Aim of the exercise:
Locate the string "Renamed" in the listing below. Copy every line where it is found.
========
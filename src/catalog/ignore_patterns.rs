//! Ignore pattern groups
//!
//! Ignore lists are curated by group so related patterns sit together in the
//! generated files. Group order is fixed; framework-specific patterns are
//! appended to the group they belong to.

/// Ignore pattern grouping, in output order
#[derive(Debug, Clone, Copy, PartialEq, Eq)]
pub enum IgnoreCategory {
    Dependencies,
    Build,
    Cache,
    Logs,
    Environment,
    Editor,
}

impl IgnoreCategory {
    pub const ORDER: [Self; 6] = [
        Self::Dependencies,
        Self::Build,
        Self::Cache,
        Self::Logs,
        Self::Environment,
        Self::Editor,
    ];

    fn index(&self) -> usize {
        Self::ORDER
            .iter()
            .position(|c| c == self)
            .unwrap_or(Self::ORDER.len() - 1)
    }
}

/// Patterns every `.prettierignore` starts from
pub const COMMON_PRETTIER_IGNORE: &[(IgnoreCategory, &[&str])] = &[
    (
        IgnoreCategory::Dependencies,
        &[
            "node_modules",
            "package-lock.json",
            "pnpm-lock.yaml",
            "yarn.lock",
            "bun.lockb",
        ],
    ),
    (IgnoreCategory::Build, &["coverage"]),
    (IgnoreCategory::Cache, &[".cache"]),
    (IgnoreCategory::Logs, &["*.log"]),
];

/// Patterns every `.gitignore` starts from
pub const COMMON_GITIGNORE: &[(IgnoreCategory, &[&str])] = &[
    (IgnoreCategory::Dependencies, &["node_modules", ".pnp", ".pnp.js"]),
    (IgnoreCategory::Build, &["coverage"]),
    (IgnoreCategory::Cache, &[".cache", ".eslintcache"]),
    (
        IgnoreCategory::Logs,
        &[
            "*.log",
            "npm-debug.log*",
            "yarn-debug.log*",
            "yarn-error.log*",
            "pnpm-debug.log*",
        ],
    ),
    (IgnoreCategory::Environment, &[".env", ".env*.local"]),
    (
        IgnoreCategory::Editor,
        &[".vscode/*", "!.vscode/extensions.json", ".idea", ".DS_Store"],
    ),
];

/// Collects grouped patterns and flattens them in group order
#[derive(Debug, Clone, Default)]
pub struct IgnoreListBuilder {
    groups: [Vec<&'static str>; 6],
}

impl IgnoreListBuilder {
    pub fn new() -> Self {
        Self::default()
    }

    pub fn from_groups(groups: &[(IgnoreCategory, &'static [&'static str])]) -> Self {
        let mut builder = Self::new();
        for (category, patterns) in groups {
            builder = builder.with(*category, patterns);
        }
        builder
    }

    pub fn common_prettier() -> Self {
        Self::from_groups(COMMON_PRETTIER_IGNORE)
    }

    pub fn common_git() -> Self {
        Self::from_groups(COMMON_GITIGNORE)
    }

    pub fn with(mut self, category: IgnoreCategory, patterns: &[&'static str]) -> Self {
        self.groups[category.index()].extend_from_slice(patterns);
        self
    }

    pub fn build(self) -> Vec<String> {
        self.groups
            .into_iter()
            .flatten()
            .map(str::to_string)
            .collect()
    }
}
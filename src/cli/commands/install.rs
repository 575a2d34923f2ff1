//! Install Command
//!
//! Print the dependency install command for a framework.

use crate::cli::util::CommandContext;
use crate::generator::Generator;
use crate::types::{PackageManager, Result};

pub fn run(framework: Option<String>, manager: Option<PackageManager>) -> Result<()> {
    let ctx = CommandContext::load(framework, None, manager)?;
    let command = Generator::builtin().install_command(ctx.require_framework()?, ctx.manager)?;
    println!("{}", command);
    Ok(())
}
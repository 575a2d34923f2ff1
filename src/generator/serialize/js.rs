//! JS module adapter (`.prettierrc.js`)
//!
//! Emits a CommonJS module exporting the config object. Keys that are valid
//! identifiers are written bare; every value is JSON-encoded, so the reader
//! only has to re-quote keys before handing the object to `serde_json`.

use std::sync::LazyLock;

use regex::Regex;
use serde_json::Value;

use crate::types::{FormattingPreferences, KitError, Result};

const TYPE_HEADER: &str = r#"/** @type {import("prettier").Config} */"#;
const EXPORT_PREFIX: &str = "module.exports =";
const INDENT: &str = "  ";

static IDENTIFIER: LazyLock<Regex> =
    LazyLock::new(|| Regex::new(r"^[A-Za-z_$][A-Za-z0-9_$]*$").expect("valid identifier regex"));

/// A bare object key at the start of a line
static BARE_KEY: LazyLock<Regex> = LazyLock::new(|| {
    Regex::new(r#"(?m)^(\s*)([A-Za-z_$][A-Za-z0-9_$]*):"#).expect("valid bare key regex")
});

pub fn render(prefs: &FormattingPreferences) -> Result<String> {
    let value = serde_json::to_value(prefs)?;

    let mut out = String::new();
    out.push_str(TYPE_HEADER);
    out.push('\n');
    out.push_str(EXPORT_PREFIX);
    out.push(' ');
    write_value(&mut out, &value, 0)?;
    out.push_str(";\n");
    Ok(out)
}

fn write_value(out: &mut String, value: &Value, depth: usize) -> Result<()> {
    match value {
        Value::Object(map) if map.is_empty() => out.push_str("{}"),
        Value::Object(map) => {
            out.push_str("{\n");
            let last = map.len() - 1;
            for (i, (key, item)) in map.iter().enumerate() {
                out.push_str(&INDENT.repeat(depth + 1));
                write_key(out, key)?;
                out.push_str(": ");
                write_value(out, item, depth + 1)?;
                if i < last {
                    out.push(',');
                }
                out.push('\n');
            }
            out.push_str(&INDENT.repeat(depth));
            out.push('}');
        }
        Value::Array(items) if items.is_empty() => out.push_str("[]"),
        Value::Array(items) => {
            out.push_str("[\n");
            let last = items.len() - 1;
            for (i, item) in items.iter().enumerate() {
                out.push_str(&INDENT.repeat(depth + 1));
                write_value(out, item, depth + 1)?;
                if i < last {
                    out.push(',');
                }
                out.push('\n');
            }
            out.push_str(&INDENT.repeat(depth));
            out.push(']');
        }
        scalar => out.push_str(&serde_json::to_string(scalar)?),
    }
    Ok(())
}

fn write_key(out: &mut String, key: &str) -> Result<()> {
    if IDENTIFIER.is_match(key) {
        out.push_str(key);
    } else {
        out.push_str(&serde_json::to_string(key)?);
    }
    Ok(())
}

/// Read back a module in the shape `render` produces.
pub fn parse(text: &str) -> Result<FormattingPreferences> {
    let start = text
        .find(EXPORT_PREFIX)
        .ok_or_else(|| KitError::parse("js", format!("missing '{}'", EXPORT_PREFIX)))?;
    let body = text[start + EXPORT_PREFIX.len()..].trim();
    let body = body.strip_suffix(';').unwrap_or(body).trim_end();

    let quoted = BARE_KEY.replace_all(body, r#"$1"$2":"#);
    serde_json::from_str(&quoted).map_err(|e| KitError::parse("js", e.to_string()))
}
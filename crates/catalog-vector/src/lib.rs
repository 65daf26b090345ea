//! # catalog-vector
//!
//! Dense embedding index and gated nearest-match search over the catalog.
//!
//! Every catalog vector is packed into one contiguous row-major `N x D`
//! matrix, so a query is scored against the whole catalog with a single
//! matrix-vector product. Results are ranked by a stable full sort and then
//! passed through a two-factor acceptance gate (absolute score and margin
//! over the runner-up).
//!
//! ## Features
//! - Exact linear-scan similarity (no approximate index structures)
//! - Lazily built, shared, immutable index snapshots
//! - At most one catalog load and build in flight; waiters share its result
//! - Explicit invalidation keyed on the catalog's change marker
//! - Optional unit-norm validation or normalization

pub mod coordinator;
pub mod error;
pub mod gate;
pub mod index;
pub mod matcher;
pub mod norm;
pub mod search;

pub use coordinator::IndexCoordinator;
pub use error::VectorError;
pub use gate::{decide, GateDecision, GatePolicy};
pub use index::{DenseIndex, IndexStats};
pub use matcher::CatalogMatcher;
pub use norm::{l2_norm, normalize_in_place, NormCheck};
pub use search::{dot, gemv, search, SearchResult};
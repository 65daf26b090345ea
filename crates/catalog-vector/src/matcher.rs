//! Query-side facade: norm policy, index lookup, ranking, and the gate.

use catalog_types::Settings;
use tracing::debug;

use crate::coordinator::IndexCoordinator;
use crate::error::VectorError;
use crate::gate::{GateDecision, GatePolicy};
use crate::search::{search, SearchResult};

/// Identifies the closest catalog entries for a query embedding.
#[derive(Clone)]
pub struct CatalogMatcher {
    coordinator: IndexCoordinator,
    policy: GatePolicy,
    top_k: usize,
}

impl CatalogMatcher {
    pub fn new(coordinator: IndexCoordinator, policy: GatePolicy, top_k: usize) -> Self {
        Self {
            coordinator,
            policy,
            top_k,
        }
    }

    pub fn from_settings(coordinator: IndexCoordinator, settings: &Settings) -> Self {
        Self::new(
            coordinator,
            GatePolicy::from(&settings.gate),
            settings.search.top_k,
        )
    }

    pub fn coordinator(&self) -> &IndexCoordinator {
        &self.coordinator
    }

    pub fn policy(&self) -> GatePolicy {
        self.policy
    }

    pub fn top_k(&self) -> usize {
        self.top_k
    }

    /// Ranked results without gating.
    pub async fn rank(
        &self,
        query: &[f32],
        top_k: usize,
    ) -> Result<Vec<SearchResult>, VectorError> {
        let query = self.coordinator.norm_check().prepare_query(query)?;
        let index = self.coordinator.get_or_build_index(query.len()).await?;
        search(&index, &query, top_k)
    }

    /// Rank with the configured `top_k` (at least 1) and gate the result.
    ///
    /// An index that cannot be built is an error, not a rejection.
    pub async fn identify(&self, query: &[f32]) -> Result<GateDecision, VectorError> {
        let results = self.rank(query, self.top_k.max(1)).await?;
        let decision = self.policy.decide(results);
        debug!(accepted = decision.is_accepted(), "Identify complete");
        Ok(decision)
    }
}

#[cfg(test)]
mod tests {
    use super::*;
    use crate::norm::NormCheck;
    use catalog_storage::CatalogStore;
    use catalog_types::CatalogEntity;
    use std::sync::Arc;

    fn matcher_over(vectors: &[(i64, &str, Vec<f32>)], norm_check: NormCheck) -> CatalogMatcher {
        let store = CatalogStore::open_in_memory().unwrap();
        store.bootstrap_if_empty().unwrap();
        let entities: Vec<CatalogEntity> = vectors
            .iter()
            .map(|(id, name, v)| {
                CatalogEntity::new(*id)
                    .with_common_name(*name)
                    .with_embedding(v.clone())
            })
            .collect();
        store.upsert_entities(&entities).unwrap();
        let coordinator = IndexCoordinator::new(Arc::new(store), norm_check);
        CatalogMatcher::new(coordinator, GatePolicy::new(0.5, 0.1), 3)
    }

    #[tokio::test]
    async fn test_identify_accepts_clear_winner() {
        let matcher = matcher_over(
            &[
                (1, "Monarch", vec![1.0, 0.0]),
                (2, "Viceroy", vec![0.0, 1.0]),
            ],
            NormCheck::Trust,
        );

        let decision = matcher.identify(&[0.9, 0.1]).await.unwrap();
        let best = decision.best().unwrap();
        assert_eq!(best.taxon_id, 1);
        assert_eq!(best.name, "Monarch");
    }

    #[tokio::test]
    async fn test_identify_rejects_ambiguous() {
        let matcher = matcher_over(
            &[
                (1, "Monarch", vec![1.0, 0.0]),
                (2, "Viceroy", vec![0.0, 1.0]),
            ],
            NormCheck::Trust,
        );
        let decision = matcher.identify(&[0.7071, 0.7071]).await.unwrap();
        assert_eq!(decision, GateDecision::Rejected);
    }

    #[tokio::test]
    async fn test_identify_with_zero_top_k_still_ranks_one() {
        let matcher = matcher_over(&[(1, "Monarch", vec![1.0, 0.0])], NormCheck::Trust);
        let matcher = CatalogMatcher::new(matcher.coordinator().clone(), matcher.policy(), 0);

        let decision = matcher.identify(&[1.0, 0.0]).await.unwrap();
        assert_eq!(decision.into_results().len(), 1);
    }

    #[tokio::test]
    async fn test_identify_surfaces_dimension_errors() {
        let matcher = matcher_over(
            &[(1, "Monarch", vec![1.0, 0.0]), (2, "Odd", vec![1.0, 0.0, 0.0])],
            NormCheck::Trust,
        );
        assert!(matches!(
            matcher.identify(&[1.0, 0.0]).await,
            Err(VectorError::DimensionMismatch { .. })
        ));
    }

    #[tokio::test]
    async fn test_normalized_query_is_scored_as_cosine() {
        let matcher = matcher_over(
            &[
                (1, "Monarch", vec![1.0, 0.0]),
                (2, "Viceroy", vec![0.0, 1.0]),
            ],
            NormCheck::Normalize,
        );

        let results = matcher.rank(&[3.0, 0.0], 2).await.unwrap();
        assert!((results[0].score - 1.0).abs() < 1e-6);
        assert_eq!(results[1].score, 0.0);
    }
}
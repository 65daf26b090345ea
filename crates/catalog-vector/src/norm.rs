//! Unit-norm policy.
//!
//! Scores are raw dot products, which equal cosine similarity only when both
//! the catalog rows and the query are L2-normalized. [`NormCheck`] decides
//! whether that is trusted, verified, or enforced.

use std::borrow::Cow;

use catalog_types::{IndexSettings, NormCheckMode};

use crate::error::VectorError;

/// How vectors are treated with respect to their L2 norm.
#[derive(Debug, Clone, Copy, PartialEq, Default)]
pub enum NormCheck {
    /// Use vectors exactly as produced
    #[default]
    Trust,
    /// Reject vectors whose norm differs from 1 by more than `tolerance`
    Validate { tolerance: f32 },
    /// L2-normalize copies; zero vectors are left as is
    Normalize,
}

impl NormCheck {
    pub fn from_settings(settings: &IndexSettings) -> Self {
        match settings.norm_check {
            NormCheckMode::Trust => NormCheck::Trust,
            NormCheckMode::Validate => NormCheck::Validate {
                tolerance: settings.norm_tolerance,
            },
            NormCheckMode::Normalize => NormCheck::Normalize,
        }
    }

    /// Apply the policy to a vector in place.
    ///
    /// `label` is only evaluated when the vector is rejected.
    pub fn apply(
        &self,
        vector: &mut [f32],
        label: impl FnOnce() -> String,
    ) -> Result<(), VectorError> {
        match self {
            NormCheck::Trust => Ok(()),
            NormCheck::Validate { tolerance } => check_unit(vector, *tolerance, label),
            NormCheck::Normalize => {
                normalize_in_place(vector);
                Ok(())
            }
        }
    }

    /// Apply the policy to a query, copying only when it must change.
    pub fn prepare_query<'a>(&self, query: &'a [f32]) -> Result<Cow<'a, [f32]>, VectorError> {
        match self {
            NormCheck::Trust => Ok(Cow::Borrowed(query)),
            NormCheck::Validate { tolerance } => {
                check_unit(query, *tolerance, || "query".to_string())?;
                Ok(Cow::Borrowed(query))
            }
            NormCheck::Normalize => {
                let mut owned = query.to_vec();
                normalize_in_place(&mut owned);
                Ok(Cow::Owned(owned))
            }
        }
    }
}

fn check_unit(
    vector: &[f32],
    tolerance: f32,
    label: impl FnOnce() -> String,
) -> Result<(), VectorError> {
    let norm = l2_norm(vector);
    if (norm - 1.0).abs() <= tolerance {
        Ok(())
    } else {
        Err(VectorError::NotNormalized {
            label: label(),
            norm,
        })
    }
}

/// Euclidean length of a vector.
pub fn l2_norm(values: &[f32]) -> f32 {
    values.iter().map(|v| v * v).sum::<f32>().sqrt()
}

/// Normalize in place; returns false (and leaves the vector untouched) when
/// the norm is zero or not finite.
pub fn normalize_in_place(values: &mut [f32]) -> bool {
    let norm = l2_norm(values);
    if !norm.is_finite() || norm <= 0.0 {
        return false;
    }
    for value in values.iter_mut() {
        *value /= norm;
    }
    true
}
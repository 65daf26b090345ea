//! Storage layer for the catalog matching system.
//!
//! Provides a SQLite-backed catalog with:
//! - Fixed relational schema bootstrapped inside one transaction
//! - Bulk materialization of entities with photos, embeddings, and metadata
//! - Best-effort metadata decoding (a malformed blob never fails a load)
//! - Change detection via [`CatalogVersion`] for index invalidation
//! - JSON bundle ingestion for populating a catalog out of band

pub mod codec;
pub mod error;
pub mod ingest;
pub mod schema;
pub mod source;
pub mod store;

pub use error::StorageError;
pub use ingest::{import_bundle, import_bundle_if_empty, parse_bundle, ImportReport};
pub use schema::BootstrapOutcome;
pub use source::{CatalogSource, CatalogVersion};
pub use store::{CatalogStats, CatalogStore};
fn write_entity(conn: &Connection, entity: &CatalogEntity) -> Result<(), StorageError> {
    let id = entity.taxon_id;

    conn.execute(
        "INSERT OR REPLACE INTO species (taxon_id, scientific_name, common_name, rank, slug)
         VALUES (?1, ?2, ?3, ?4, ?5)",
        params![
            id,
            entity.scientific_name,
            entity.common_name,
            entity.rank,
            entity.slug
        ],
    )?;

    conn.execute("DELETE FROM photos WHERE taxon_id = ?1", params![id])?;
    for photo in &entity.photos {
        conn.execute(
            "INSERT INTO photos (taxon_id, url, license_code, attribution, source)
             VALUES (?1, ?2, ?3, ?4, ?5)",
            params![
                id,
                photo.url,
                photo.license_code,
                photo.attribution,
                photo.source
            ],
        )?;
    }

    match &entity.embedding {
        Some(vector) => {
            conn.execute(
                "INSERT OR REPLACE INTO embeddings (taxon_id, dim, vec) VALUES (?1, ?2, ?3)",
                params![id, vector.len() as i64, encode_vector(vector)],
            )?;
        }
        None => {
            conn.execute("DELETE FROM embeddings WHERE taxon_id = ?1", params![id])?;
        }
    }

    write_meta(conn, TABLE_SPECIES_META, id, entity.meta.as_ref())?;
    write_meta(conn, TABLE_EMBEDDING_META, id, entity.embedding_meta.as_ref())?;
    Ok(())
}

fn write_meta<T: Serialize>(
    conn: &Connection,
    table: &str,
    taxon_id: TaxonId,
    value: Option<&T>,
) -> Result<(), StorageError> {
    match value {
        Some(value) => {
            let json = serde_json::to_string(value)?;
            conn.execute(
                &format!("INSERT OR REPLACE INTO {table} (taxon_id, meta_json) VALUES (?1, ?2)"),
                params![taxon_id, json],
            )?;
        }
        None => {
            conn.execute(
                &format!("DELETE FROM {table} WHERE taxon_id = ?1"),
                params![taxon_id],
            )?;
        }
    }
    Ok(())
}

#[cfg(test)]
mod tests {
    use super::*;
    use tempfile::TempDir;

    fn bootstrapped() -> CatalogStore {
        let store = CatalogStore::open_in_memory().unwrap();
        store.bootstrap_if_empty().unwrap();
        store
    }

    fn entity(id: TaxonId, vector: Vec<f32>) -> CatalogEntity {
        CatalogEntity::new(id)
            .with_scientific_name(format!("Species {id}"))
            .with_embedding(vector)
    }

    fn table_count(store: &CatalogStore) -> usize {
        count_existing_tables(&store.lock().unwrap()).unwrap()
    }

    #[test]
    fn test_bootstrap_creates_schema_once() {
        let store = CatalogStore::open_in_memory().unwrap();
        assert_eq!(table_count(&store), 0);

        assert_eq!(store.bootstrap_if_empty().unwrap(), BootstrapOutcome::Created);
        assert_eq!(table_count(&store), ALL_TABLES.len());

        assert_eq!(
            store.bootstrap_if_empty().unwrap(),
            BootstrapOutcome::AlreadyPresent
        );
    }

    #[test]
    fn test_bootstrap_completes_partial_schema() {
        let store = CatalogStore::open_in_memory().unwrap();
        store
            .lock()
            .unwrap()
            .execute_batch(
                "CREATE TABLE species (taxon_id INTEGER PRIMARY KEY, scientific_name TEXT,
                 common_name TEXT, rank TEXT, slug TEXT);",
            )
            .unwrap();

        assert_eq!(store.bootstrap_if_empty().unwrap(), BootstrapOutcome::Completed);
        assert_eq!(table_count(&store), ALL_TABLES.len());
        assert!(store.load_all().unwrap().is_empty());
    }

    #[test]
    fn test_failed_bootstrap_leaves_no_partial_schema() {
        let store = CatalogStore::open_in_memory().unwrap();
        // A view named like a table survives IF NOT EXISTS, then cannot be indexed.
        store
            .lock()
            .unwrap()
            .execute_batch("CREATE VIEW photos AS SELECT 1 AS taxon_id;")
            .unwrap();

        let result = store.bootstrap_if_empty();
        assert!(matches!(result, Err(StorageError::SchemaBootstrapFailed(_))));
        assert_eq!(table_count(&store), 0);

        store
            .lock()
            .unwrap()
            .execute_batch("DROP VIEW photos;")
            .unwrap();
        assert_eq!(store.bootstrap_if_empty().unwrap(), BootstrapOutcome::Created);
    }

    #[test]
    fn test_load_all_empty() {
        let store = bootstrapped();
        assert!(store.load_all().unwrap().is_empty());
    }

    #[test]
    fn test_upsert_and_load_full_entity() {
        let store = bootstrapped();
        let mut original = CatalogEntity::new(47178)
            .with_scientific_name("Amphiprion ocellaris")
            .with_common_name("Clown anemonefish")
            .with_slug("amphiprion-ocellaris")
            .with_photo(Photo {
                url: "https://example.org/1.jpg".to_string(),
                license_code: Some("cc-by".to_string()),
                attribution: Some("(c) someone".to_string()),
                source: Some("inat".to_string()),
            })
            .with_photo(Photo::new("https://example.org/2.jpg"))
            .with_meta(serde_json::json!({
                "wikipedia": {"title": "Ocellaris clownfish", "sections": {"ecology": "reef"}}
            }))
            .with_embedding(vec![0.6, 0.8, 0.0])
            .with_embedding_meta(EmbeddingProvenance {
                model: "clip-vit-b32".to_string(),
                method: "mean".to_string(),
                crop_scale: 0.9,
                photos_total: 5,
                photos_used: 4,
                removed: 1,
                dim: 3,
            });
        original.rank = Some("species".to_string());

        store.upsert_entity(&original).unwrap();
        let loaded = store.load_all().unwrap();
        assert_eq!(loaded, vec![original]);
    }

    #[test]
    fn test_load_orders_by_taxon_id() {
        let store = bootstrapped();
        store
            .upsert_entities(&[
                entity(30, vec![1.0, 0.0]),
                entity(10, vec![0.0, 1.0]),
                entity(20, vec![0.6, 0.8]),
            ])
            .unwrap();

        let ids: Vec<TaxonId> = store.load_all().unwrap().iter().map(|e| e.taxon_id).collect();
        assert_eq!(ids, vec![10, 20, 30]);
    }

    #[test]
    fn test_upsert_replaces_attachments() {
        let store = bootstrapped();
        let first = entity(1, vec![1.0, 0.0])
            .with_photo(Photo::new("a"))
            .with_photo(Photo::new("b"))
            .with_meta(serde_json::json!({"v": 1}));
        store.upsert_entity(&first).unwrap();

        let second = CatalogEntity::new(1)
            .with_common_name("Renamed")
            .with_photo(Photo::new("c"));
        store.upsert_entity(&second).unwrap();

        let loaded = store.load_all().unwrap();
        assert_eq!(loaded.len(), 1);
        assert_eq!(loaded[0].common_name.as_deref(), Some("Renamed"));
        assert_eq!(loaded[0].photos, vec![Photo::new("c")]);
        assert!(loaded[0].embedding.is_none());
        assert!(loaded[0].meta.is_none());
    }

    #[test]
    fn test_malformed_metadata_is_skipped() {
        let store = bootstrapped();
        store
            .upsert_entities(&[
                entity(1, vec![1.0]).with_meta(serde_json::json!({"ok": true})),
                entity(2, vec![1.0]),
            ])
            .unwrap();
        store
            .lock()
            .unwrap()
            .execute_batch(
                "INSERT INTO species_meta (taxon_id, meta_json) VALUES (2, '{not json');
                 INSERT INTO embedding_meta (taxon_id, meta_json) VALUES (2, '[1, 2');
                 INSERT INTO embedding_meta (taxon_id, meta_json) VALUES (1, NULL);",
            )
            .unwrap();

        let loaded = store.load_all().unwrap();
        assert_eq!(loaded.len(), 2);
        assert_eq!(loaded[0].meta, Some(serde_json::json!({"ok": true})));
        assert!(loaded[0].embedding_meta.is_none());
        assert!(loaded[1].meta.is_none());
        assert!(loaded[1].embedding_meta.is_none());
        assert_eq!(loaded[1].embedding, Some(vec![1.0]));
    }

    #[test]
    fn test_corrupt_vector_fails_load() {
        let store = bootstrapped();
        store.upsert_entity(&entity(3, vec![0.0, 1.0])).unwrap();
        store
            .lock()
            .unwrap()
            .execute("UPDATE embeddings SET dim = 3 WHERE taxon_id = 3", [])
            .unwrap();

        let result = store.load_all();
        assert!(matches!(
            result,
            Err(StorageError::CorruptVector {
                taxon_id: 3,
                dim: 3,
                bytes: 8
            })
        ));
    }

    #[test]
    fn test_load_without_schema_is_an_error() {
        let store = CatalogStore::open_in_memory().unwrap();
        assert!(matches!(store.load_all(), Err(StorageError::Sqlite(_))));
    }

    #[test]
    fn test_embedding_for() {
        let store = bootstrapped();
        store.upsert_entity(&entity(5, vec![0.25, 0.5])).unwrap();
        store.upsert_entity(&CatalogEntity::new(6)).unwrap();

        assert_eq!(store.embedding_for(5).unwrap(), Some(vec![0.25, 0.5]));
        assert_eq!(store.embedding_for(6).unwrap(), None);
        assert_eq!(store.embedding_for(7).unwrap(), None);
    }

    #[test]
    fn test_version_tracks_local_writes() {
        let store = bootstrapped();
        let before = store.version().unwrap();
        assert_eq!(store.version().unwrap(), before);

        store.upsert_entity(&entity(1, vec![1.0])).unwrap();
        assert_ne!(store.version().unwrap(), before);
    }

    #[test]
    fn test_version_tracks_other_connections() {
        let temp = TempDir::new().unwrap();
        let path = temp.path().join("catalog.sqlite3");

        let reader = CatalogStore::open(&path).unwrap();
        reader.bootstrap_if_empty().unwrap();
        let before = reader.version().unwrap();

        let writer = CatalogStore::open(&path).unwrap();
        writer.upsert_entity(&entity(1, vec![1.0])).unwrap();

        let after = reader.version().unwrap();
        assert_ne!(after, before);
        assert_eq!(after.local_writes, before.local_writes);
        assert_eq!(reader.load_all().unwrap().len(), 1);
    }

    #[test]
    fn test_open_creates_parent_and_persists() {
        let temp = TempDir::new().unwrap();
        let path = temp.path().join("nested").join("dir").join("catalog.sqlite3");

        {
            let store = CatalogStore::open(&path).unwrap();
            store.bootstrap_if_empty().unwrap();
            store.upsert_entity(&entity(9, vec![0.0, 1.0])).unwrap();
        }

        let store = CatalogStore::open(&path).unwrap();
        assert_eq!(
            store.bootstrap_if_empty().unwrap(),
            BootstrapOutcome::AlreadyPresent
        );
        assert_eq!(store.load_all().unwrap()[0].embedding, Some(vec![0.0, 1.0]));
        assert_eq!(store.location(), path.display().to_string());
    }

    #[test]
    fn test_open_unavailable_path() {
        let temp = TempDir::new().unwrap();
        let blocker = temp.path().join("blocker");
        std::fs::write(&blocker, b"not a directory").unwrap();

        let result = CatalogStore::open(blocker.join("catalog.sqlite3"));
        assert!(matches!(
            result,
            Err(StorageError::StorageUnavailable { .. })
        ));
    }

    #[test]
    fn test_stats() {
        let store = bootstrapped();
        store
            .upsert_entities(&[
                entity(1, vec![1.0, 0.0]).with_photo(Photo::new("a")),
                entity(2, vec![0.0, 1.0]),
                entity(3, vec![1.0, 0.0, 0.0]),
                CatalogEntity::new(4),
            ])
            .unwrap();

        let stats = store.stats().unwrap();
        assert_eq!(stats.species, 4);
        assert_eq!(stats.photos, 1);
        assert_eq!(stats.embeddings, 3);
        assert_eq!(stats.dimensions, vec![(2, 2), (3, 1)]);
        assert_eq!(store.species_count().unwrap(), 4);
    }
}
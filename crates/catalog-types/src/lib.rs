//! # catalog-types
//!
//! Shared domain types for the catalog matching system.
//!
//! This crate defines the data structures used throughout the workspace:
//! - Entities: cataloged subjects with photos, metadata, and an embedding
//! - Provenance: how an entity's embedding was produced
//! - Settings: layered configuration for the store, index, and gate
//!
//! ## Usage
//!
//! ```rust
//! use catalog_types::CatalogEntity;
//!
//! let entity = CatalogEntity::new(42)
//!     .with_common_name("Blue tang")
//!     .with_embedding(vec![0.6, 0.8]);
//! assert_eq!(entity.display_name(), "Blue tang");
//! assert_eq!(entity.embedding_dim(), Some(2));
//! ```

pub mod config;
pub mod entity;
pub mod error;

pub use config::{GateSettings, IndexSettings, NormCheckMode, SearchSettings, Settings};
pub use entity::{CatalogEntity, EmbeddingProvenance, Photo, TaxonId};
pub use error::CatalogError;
========
Solution:
            .with_common_name("Renamed")
        assert_eq!(loaded[0].common_name.as_deref(), Some("Renamed"));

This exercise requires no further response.